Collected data
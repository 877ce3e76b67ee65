//! NPU device evidence and validation. Exits 1 without a working NPU

use std::process::ExitCode;

fn main() -> ExitCode {
    accel_probe::cli::block_on(accel_probe::cli::probe_npu())
}
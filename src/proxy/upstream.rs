use axum::body::Body;
use axum::http::header::CONTENT_TYPE;
use axum::http::{Response, StatusCode};
use reqwest::Client;
use std::time::{Duration, Instant};
use tokio::time::timeout;

use crate::config::{build_auth_header, ServiceConfig};
use crate::proxy::error::ProxyError;
use crate::transform::{ChatRequest, COMPLETIONS_PATH};

/// Forwards completion requests to the text-generation service with the
/// server-held credential attached.
pub struct UpstreamClient {
    client: Client,
}

impl UpstreamClient {
    pub fn new(service: &ServiceConfig) -> Result<Self, ProxyError> {
        let client = Client::builder()
            .connect_timeout(Duration::from_secs(service.connect_timeout_seconds as u64))
            .build()
            .map_err(|e| ProxyError::Internal(format!("Failed to build upstream client: {}", e)))?;

        Ok(Self { client })
    }

    /// Forward `request` using the service settings current at request time.
    pub async fn forward(
        &self,
        service: &ServiceConfig,
        request: &ChatRequest,
    ) -> Result<Response<Body>, ProxyError> {
        if !service.is_configured() {
            return Err(ProxyError::NotConfigured {
                reason: "api_key is not set (use HAMMOCK_API_KEY or OPENAI_API_KEY)".to_string(),
            });
        }

        let limit = Duration::from_secs(service.timeout_seconds as u64);
        match timeout(limit, self.do_forward(service, request)).await {
            Ok(response) => response,
            Err(_) => Err(ProxyError::RequestTimeout {
                duration: limit.as_secs(),
            }),
        }
    }

    async fn do_forward(
        &self,
        service: &ServiceConfig,
        request: &ChatRequest,
    ) -> Result<Response<Body>, ProxyError> {
        let url = format!("{}{}", service.base_url.trim_end_matches('/'), COMPLETIONS_PATH);
        let mut builder = self.client.post(&url).json(request);

        if let Some((name, value)) = build_auth_header(service) {
            builder = builder.header(name, value);
        }

        let start = Instant::now();
        let connection_error = |source| ProxyError::ConnectionError {
            base_url: service.base_url.clone(),
            source,
        };

        let upstream_resp = builder.send().await.map_err(connection_error)?;
        let status = upstream_resp.status();
        let content_type = upstream_resp
            .headers()
            .get(CONTENT_TYPE)
            .and_then(|v| v.to_str().ok())
            .unwrap_or("application/json")
            .to_string();
        let body_bytes = upstream_resp.bytes().await.map_err(connection_error)?;

        tracing::info!(
            status = %status,
            model = %request.model,
            latency_ms = start.elapsed().as_millis() as u64,
            response_bytes = body_bytes.len(),
            "Completion forwarded"
        );

        let status = StatusCode::from_u16(status.as_u16()).unwrap_or(StatusCode::BAD_GATEWAY);
        Response::builder()
            .status(status)
            .header(CONTENT_TYPE, content_type)
            .body(Body::from(body_bytes))
            .map_err(|e| ProxyError::Internal(format!("Failed to build response: {}", e)))
    }
}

Exercise: Lines from the top of the entries through the line with "use crate::proxy::error::ProxyError;" are to be transcribed exactly, and nothing more.

Your response:
repository 877ce3e76b67ee65
//! NPU device evidence and validation. Exits 1 without a working NPU

use std::process::ExitCode;

fn main() -> ExitCode {
    accel_probe::cli::block_on(accel_probe::cli::probe_npu())
}
filename src/proxy/upstream.rs
use axum::body::Body;
use axum::http::header::CONTENT_TYPE;
use axum::http::{Response, StatusCode};
use reqwest::Client;
use std::time::{Duration, Instant};
use tokio::time::timeout;

use crate::config::{build_auth_header, ServiceConfig};
use crate::proxy::error::ProxyError;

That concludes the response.